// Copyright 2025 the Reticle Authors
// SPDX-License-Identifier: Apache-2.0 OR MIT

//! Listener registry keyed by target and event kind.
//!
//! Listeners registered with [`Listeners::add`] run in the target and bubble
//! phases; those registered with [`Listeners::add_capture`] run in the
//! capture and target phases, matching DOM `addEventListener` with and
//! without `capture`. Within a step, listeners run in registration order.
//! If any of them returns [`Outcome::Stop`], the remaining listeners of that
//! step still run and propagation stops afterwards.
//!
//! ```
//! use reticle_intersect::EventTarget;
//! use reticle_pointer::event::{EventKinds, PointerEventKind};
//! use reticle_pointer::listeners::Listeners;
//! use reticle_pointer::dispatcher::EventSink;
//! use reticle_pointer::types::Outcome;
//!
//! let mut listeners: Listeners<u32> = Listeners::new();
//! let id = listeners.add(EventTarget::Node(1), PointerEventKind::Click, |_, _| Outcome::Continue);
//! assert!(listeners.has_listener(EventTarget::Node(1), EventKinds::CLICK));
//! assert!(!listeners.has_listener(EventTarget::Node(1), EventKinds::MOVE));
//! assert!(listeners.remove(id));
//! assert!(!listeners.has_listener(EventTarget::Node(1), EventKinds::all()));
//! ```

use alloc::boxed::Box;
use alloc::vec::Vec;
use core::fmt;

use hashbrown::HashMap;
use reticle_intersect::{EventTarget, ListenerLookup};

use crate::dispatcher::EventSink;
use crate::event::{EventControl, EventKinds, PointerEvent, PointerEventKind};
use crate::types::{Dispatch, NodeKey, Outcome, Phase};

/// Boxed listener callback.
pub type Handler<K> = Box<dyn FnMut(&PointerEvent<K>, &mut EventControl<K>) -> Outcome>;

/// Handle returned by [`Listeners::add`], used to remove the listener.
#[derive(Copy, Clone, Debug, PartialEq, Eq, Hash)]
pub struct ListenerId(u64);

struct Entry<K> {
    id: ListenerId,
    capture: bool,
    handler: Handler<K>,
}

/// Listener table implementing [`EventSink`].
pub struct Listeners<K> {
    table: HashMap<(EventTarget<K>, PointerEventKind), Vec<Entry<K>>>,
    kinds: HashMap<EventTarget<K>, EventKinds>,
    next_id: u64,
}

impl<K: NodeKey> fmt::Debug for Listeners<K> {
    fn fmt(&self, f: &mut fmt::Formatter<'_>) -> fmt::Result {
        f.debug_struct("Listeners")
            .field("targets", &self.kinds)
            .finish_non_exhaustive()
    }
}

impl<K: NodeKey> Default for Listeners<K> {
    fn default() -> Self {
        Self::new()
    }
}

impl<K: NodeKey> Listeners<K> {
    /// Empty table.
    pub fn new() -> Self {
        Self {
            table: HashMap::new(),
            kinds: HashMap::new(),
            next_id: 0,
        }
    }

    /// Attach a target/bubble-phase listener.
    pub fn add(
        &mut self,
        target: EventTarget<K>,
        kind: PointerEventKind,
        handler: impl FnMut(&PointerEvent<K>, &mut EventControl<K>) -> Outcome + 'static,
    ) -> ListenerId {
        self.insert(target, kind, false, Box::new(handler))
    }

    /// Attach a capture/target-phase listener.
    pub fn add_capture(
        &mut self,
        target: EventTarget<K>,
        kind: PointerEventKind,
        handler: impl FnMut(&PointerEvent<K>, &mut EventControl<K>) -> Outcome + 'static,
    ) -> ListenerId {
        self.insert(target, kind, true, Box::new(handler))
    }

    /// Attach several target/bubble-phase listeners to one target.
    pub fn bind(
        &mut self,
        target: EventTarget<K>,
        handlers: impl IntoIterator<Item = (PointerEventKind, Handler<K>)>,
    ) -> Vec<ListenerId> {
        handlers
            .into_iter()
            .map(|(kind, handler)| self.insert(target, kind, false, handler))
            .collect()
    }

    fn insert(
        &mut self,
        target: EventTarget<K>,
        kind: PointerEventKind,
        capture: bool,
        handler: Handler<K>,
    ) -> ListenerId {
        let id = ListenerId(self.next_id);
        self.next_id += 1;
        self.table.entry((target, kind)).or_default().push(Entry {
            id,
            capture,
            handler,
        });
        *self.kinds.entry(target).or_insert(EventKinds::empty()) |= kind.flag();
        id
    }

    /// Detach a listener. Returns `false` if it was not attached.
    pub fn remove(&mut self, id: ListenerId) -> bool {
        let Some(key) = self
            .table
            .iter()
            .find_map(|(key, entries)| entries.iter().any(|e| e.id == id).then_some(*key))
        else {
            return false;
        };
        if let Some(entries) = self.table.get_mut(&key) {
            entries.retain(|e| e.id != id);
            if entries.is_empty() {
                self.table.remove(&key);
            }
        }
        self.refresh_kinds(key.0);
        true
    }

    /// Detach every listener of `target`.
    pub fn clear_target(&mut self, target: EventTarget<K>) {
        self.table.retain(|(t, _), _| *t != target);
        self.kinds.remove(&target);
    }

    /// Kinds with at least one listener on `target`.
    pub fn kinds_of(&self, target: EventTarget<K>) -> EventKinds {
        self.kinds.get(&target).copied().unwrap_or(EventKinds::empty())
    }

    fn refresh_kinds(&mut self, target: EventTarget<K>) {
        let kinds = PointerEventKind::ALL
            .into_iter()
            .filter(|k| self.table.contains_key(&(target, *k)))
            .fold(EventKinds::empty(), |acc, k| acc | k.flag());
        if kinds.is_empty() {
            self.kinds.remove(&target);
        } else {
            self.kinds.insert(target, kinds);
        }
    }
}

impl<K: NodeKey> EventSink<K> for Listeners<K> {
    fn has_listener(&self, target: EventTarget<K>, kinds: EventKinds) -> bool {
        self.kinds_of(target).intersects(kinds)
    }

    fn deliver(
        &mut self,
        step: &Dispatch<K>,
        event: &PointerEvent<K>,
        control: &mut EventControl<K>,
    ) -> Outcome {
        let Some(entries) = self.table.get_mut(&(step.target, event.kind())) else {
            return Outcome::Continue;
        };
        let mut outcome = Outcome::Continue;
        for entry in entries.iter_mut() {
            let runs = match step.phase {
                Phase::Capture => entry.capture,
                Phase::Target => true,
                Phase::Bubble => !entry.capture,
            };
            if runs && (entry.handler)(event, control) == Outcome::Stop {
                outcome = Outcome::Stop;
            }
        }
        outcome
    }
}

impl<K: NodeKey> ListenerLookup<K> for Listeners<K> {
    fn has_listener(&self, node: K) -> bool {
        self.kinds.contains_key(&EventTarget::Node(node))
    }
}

= = =

Bring together every line in the entries that holds the string "handlers".

- Exercise response -
        handlers: impl IntoIterator<Item = (PointerEventKind, Handler<K>)>,
        handlers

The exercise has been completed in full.